■ WHAT YOU ARE ASKED TO DO
Looking at the entries underneath, work out how many lines contain "shutdown". Write only that number.

■ DATA SHOWN
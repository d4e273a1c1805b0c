// SPDX-License-Identifier: BUSL-1.1
// Copyright (c) 2026 Alfred Jean LLC

//! HTTP/WebSocket gateway.
//!
//! Stateless: every operation delegates to the engine handle or reads the
//! shared materialized state. Callbacks are not authenticated here; trust
//! derives from the sandbox network boundary.

mod stream;
mod types;

pub use types::WorkerCallback;

use crate::engine::{EngineError, EngineHandle};
use axum::extract::{Path, Query, State};
use axum::http::StatusCode;
use axum::response::{IntoResponse, Response};
use axum::routing::{get, post};
use axum::{Json, Router};
use icarus_core::{Clock, Event, JobId, JobStatus, SystemClock};
use serde::Deserialize;
use serde_json::json;
use types::{
    ApprovalRequest, ApprovalResponse, AuditReportResponse, JobStatusResponse, JobSummary,
    SpawnJobRequest, SpawnJobResponse, TelemetryResponse,
};

/// Gateway error taxonomy, rendered as `{"error": ...}` JSON.
#[derive(Debug)]
pub(crate) enum ApiError {
    Invalid(String),
    NotFound(String),
    Conflict(String),
    Saturated,
    Unavailable,
}

impl From<EngineError> for ApiError {
    fn from(error: EngineError) -> Self {
        match &error {
            EngineError::JobNotFound(id) => ApiError::NotFound(format!("job {} not found", id)),
            EngineError::ApprovalConflict { .. } => ApiError::Conflict(error.to_string()),
            EngineError::InvalidRequest(message) => ApiError::Invalid(message.clone()),
            EngineError::Saturated => ApiError::Saturated,
            EngineError::ShuttingDown | EngineError::Unavailable => ApiError::Unavailable,
        }
    }
}

impl IntoResponse for ApiError {
    fn into_response(self) -> Response {
        let (status, message) = match self {
            ApiError::Invalid(message) => (StatusCode::BAD_REQUEST, message),
            ApiError::NotFound(message) => (StatusCode::NOT_FOUND, message),
            ApiError::Conflict(message) => (StatusCode::CONFLICT, message),
            ApiError::Saturated => {
                (StatusCode::SERVICE_UNAVAILABLE, "system under load".to_string())
            }
            ApiError::Unavailable => {
                (StatusCode::SERVICE_UNAVAILABLE, "orchestrator unavailable".to_string())
            }
        };
        (status, Json(json!({ "error": message }))).into_response()
    }
}

/// Build the gateway router over an engine handle.
pub fn router(engine: EngineHandle) -> Router {
    Router::new()
        .route("/", get(root))
        .route("/jobs/spawn", post(spawn_job))
        .route("/jobs", get(list_jobs))
        .route("/jobs/{id}/status", get(job_status))
        .route("/jobs/{id}/telemetry", get(job_telemetry))
        .route("/jobs/{id}/audit", get(job_audit))
        .route("/jobs/{id}/approve", post(approve_job))
        .route("/jobs/{id}/callback", post(worker_callback))
        .route("/jobs/{id}/stream", get(stream::stream_job))
        .with_state(engine)
}

/// Serve the gateway until the process exits.
pub async fn serve(
    listener: tokio::net::TcpListener,
    engine: EngineHandle,
) -> Result<(), std::io::Error> {
    axum::serve(listener, router(engine)).await
}

async fn root() -> Json<serde_json::Value> {
    Json(json!({
        "service": "ICARUS Orchestrator",
        "status": "operational",
        "version": env!("CARGO_PKG_VERSION"),
    }))
}

async fn spawn_job(
    State(engine): State<EngineHandle>,
    Json(request): Json<SpawnJobRequest>,
) -> Result<impl IntoResponse, ApiError> {
    let task = request
        .task
        .filter(|t| !t.is_empty())
        .ok_or_else(|| ApiError::Invalid("task is required".to_string()))?;
    let project_path = request
        .project_path
        .filter(|p| !p.is_empty())
        .ok_or_else(|| ApiError::Invalid("project_path is required".to_string()))?;

    let job = engine.submit(task, project_path.into()).await?;

    Ok((
        StatusCode::CREATED,
        Json(SpawnJobResponse {
            job_id: job.id.to_string(),
            status: JobStatus::Pending,
            message: format!("job {} created and queued for execution", job.id),
        }),
    ))
}

#[derive(Debug, Deserialize)]
struct ListQuery {
    limit: Option<usize>,
    status: Option<String>,
}

async fn list_jobs(
    State(engine): State<EngineHandle>,
    Query(query): Query<ListQuery>,
) -> Result<Json<Vec<JobSummary>>, ApiError> {
    let limit = query.limit.unwrap_or(50).clamp(1, 200);
    let status = match &query.status {
        None => None,
        Some(raw) => Some(
            JobStatus::parse(raw)
                .ok_or_else(|| ApiError::Invalid(format!("unknown status filter: {}", raw)))?,
        ),
    };

    let summaries = engine.with_state(|state| {
        state.jobs_newest_first(limit, status).into_iter().map(JobSummary::from).collect()
    });
    Ok(Json(summaries))
}

async fn job_status(
    State(engine): State<EngineHandle>,
    Path(id): Path<String>,
) -> Result<Json<JobStatusResponse>, ApiError> {
    let job = engine.job(&id).ok_or_else(|| ApiError::NotFound(format!("job {} not found", id)))?;
    Ok(Json(JobStatusResponse::from(&job)))
}

async fn job_telemetry(
    State(engine): State<EngineHandle>,
    Path(id): Path<String>,
) -> Result<Json<TelemetryResponse>, ApiError> {
    engine
        .with_state(|state| {
            let job = state.get_job(&id)?;
            Some(TelemetryResponse::new(job, state.latest_telemetry(&id)))
        })
        .map(Json)
        .ok_or_else(|| ApiError::NotFound(format!("job {} not found", id)))
}

async fn job_audit(
    State(engine): State<EngineHandle>,
    Path(id): Path<String>,
) -> Result<Json<AuditReportResponse>, ApiError> {
    engine
        .with_state(|state| state.audit(&id).map(AuditReportResponse::from))
        .map(Json)
        .ok_or_else(|| ApiError::NotFound(format!("no audit report found for job {}", id)))
}

async fn approve_job(
    State(engine): State<EngineHandle>,
    Path(id): Path<String>,
    Json(request): Json<ApprovalRequest>,
) -> Result<Json<ApprovalResponse>, ApiError> {
    let approved = request
        .approved
        .ok_or_else(|| ApiError::Invalid("approved is required".to_string()))?;

    let status = engine.approve(&id, approved, request.comment).await?;

    let message = match status {
        JobStatus::Approved => format!("job {} approved", id),
        _ => format!("job {} rejected", id),
    };
    Ok(Json(ApprovalResponse { message, status }))
}

async fn worker_callback(
    State(engine): State<EngineHandle>,
    Path(id): Path<String>,
    Json(body): Json<serde_json::Value>,
) -> Result<Json<serde_json::Value>, ApiError> {
    let job = engine.job(&id).ok_or_else(|| ApiError::NotFound(format!("job {} not found", id)))?;
    let job_id: JobId = job.id;

    let callback = WorkerCallback::parse(&body).map_err(ApiError::Invalid)?;
    match callback {
        WorkerCallback::Progress { current_tool, cpu_usage, ram_usage_mb } => {
            let tool = current_tool.unwrap_or_default();
            engine
                .send_event(Event::TelemetrySampled {
                    job_id,
                    cpu_percent: cpu_usage.unwrap_or(0.0),
                    ram_mb: ram_usage_mb.unwrap_or(0.0),
                    current_tool: tool.clone(),
                    at_ms: SystemClock.epoch_ms(),
                })
                .await?;
            if !tool.is_empty() {
                engine.publish_log(&id, tool);
            }
        }
        WorkerCallback::Completion { audit_report } => {
            engine.send_event(Event::WorkerCompleted { job_id, audit_report }).await?;
        }
        WorkerCallback::Error { error } => {
            tracing::warn!(job_id = %id, error = %error, "worker reported error via callback");
            engine.send_event(Event::WorkerErrored { job_id, error }).await?;
        }
    }

    Ok(Json(json!({ "ok": true })))
}

#[cfg(test)]
#[path = "gateway_tests.rs"]
mod tests;
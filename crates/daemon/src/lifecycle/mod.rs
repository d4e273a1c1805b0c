// SPDX-License-Identifier: BUSL-1.1
// Copyright (c) 2026 Alfred Jean LLC

//! Daemon lifecycle: startup, recovery, shutdown.

mod startup;

pub use startup::{startup, startup_with, StartupResult};

use crate::config::ConfigError;
use icarus_storage::{save_snapshot, Snapshot, SnapshotError, WalError};
use std::path::PathBuf;
use thiserror::Error;
use tracing::{info, warn};

/// Lifecycle errors. Any of these at startup refuses to start the daemon.
#[derive(Debug, Error)]
pub enum LifecycleError {
    #[error("could not determine state directory (set --state-dir or HOME)")]
    NoStateDir,

    #[error("failed to acquire lock: daemon already running?")]
    LockFailed(#[source] std::io::Error),

    #[error("failed to bind {0}: {1}")]
    BindFailed(String, std::io::Error),

    #[error("configuration error: {0}")]
    Config(#[from] ConfigError),

    #[error("WAL error: {0}")]
    Wal(#[from] WalError),

    #[error("snapshot error: {0}")]
    Snapshot(#[from] SnapshotError),

    #[error("IO error: {0}")]
    Io(#[from] std::io::Error),
}

/// Filesystem layout under the state directory.
#[derive(Debug, Clone)]
pub struct Paths {
    pub state_dir: PathBuf,
    pub lock_path: PathBuf,
    pub wal_path: PathBuf,
    pub snapshot_path: PathBuf,
}

impl Paths {
    pub fn under(state_dir: PathBuf) -> Self {
        Self {
            lock_path: state_dir.join("daemon.pid"),
            wal_path: state_dir.join("wal").join("events.wal"),
            snapshot_path: state_dir.join("snapshot.json"),
            state_dir,
        }
    }
}

/// Default state directory: `$XDG_STATE_HOME/icarus` or
/// `~/.local/state/icarus`.
pub fn default_state_dir() -> Result<PathBuf, LifecycleError> {
    if let Ok(dir) = std::env::var("XDG_STATE_HOME") {
        if !dir.is_empty() {
            return Ok(PathBuf::from(dir).join("icarus"));
        }
    }
    std::env::var("HOME")
        .map(|home| PathBuf::from(home).join(".local/state/icarus"))
        .map_err(|_| LifecycleError::NoStateDir)
}

/// Run the daemon until a shutdown signal, then drain and snapshot.
pub async fn run(config: crate::config::Config, state_dir: PathBuf) -> Result<(), LifecycleError> {
    let started = startup(&config, state_dir).await?;
    let handle = started.handle.clone();
    let paths = started.paths.clone();

    info!(
        addr = %format!("{}:{}", config.orchestrator.host, config.orchestrator.port),
        "ICARUS orchestrator ready"
    );

    let server = tokio::spawn(crate::gateway::serve(started.listener, handle.clone()));

    tokio::select! {
        _ = tokio::signal::ctrl_c() => {
            info!("shutdown signal received");
        }
        result = server => {
            warn!(?result, "gateway exited unexpectedly");
        }
    }

    // Drain the engine: refuse admissions, kill live sandboxes, fail
    // in-flight jobs, close push channels.
    if let Err(e) = handle.shutdown().await {
        warn!(error = %e, "engine shutdown incomplete");
    }

    // Final snapshot so the next startup skips WAL replay.
    let seq = started.wal.lock().processed_seq();
    if seq > 0 {
        let snapshot = Snapshot::new(seq, started.state.lock().clone());
        match save_snapshot(&paths.snapshot_path, &snapshot) {
            Ok(()) => info!(seq, "saved shutdown snapshot"),
            Err(e) => warn!(error = %e, "failed to save shutdown snapshot"),
        }
    }

    if paths.lock_path.exists() {
        let _ = std::fs::remove_file(&paths.lock_path);
    }

    info!("shutdown complete");
    Ok(())
}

■ ANSWER SPACE
8